Reproduce the data below line by line, from its first line to the line with "use crate::config::schema::ProxyConfig;", both included, and nothing past that point.

◆ **DATA EXTRACT**:
———

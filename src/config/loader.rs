//! Configuration loading from disk and environment.
//!
//! Precedence, lowest first: built-in defaults, TOML file, environment
//! variables, command-line overrides.

use std::fs;
use std::path::{Path, PathBuf};
use thiserror::Error;

use crate::config::schema::ProxyConfig;
use crate::config::validation::{validate_config, ValidationError};

pub const ENV_PROVIDERS: &str = "RPC_PROVIDERS_HTTP";
pub const ENV_TIMEOUT: &str = "TIMEOUT_SECONDS";
pub const ENV_LOG_LEVEL: &str = "LOG_LEVEL";
pub const ENV_LOG_FILE: &str = "LOG_FILE";
pub const ENV_LOG_FORMAT: &str = "LOG_FORMAT";
pub const ENV_BIND_ADDRESS: &str = "BIND_ADDRESS";
pub const ENV_METRICS_ADDRESS: &str = "METRICS_ADDRESS";

/// Error type for configuration loading.
#[derive(Debug, Error)]
pub enum ConfigError {
    #[error("IO error reading {path}: {source}")]
    Io {
        path: PathBuf,
        #[source]
        source: std::io::Error,
    },

    #[error("Parse error: {0}")]
    Parse(#[from] toml::de::Error),

    #[error("invalid value '{value}' for {var}: {reason}")]
    Env {
        var: &'static str,
        value: String,
        reason: String,
    },

    #[error("Validation failed: {}", join_errors(.0))]
    Validation(Vec<ValidationError>),
}

fn join_errors(errors: &[ValidationError]) -> String {
    errors
        .iter()
        .map(ToString::to_string)
        .collect::<Vec<_>>()
        .join(", ")
}

/// Values given on the command line. `None` leaves the loaded value alone.
#[derive(Debug, Clone, Default)]
pub struct ConfigOverrides {
    pub bind_address: Option<String>,
    pub providers: Option<String>,
    pub timeout_secs: Option<u64>,
}

/// Split a comma-separated provider list, dropping blank entries.
pub fn parse_provider_list(raw: &str) -> Vec<String> {
    raw.split(',')
        .map(str::trim)
        .filter(|s| !s.is_empty())
        .map(str::to_string)
        .collect()
}

/// Read a TOML file without validating it.
pub fn read_config_file(path: &Path) -> Result<ProxyConfig, ConfigError> {
    let content = fs::read_to_string(path).map_err(|source| ConfigError::Io {
        path: path.to_path_buf(),
        source,
    })?;
    Ok(toml::from_str(&content)?)
}

/// Overlay environment variables onto `config`.
///
/// `lookup` abstracts `std::env::var` so tests can supply a fixed environment.
pub fn apply_env<F>(config: &mut ProxyConfig, lookup: F) -> Result<(), ConfigError>
where
    F: Fn(&str) -> Option<String>,
{
    if let Some(raw) = lookup(ENV_PROVIDERS) {
        config.upstream.providers = parse_provider_list(&raw);
    }

    if let Some(raw) = lookup(ENV_TIMEOUT) {
        config.upstream.timeout_secs =
            raw.trim().parse::<u64>().map_err(|e| ConfigError::Env {
                var: ENV_TIMEOUT,
                value: raw.clone(),
                reason: e.to_string(),
            })?;
    }

    if let Some(level) = lookup(ENV_LOG_LEVEL) {
        config.observability.log_level = level.trim().to_lowercase();
    }

    if let Some(path) = lookup(ENV_LOG_FILE) {
        let path = path.trim();
        config.observability.log_file = (!path.is_empty()).then(|| path.to_string());
    }

    if let Some(raw) = lookup(ENV_LOG_FORMAT) {
        config.observability.log_format = raw.parse().map_err(|reason| ConfigError::Env {
            var: ENV_LOG_FORMAT,
            value: raw.clone(),
            reason,
        })?;
    }

    if let Some(addr) = lookup(ENV_BIND_ADDRESS) {
        config.listener.bind_address = addr.trim().to_string();
    }

    if let Some(addr) = lookup(ENV_METRICS_ADDRESS) {
        config.observability.metrics_enabled = true;
        config.observability.metrics_address = addr.trim().to_string();
    }

    Ok(())
}

/// Apply command-line overrides onto `config`.
pub fn apply_overrides(config: &mut ProxyConfig, overrides: &ConfigOverrides) {
    if let Some(addr) = &overrides.bind_address {
        config.listener.bind_address = addr.clone();
    }
    if let Some(raw) = &overrides.providers {
        config.upstream.providers = parse_provider_list(raw);
    }
    if let Some(secs) = overrides.timeout_secs {
        config.upstream.timeout_secs = secs;
    }
}

/// Build the effective configuration and validate it.
pub fn load_config(
    path: Option<&Path>,
    overrides: &ConfigOverrides,
) -> Result<ProxyConfig, ConfigError> {
    let mut config = match path {
        Some(path) => read_config_file(path)?,
        None => ProxyConfig::default(),
    };

    apply_env(&mut config, |key| std::env::var(key).ok())?;
    apply_overrides(&mut config, overrides);

    validate_config(&config).map_err(ConfigError::Validation)?;

    Ok(config)
}
//! HTTP protocol handling subsystem.
//!
//! # Data Flow
//! ```text
//! TCP connection
//!     → server.rs (Axum setup, middleware)
//!     → request.rs (request ID, tracing span)
//!     → handlers.rs (decode JSON-RPC body, health)
//!     → dispatch (failover across providers)
//!     → response.rs (pass-through body or aggregated errors)
//!     → Send to client
//! ```

pub mod handlers;
pub mod request;
pub mod response;
pub mod server;

pub use request::X_REQUEST_ID;
pub use response::{ErrorDetail, ErrorList, HealthStatus};
pub use server::{AppState, HttpServer};
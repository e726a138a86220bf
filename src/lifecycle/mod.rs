//! Lifecycle management subsystem.
//!
//! # Data Flow
//! ```text
//! Startup (startup.rs):
//!     Validated config → metrics → dispatcher → bind listener → serve
//!
//! Shutdown (shutdown.rs):
//!     Signal received → stop accepting → drain in-flight dispatches → exit
//!
//! Signals (signals.rs):
//!     SIGTERM/SIGINT → trigger graceful shutdown
//! ```

pub mod shutdown;
pub mod signals;
pub mod startup;

pub use shutdown::Shutdown;
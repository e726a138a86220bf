//! JSON-RPC request envelope.

use serde::{Deserialize, Deserializer, Serialize};
use serde_json::{Number, Value};
use thiserror::Error;

/// Protocol version as sent by the caller.
///
/// Clients send either `2.0` or `"2.0"`; both are accepted and the caller's
/// representation is forwarded untouched.
#[derive(Debug, Clone, PartialEq, Serialize)]
#[serde(transparent)]
pub struct JsonRpcVersion(Value);

impl JsonRpcVersion {
    pub fn as_value(&self) -> &Value {
        &self.0
    }
}

impl Default for JsonRpcVersion {
    fn default() -> Self {
        Self(Value::String("2.0".to_string()))
    }
}

impl<'de> Deserialize<'de> for JsonRpcVersion {
    fn deserialize<D>(deserializer: D) -> Result<Self, D::Error>
    where
        D: Deserializer<'de>,
    {
        let value = Value::deserialize(deserializer)?;
        match &value {
            Value::Number(_) => Ok(Self(value)),
            Value::String(s) if s.trim().parse::<f64>().is_ok() => Ok(Self(value)),
            other => Err(serde::de::Error::custom(format!(
                "jsonrpc must be a number, got {}",
                other
            ))),
        }
    }
}

/// Request identifier. `Null` is kept distinct from an absent id.
///
/// Numbers are held as [`Number`] so ids outside `i64` (up to `u64::MAX`)
/// are forwarded digit for digit.
#[derive(Debug, Clone, PartialEq, Eq, Serialize, Deserialize)]
#[serde(untagged)]
pub enum RpcId {
    Number(Number),
    String(String),
    Null,
}

fn present_id<'de, D>(deserializer: D) -> Result<Option<RpcId>, D::Error>
where
    D: Deserializer<'de>,
{
    RpcId::deserialize(deserializer).map(Some)
}

/// Inbound JSON-RPC call. Decoding enforces the shape; contents of `params`
/// are never inspected.
#[derive(Debug, Clone, PartialEq, Serialize, Deserialize)]
pub struct RpcRequest {
    pub jsonrpc: JsonRpcVersion,
    pub method: String,
    pub params: Vec<Value>,
    #[serde(
        default,
        deserialize_with = "present_id",
        skip_serializing_if = "Option::is_none"
    )]
    pub id: Option<RpcId>,
}

/// Request rejected after structural decoding.
#[derive(Debug, Clone, PartialEq, Eq, Error)]
pub enum RequestError {
    #[error("method must be a non-empty string")]
    EmptyMethod,

    #[error("id must be an integer, got {0}")]
    FractionalId(Number),
}

impl RpcRequest {
    pub fn new(method: impl Into<String>, params: Vec<Value>, id: Option<RpcId>) -> Self {
        Self {
            jsonrpc: JsonRpcVersion::default(),
            method: method.into(),
            params,
            id,
        }
    }

    pub fn validate(&self) -> Result<(), RequestError> {
        if self.method.trim().is_empty() {
            return Err(RequestError::EmptyMethod);
        }
        if let Some(RpcId::Number(n)) = &self.id {
            if n.is_f64() {
                return Err(RequestError::FractionalId(n.clone()));
            }
        }
        Ok(())
    }
}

———

◆ **WRITTEN SOLUTION**:
filename src/config/loader.rs
//! Configuration loading from disk and environment.
//!
//! Precedence, lowest first: built-in defaults, TOML file, environment
//! variables, command-line overrides.

use std::fs;
use std::path::{Path, PathBuf};
use thiserror::Error;

use crate::config::schema::ProxyConfig;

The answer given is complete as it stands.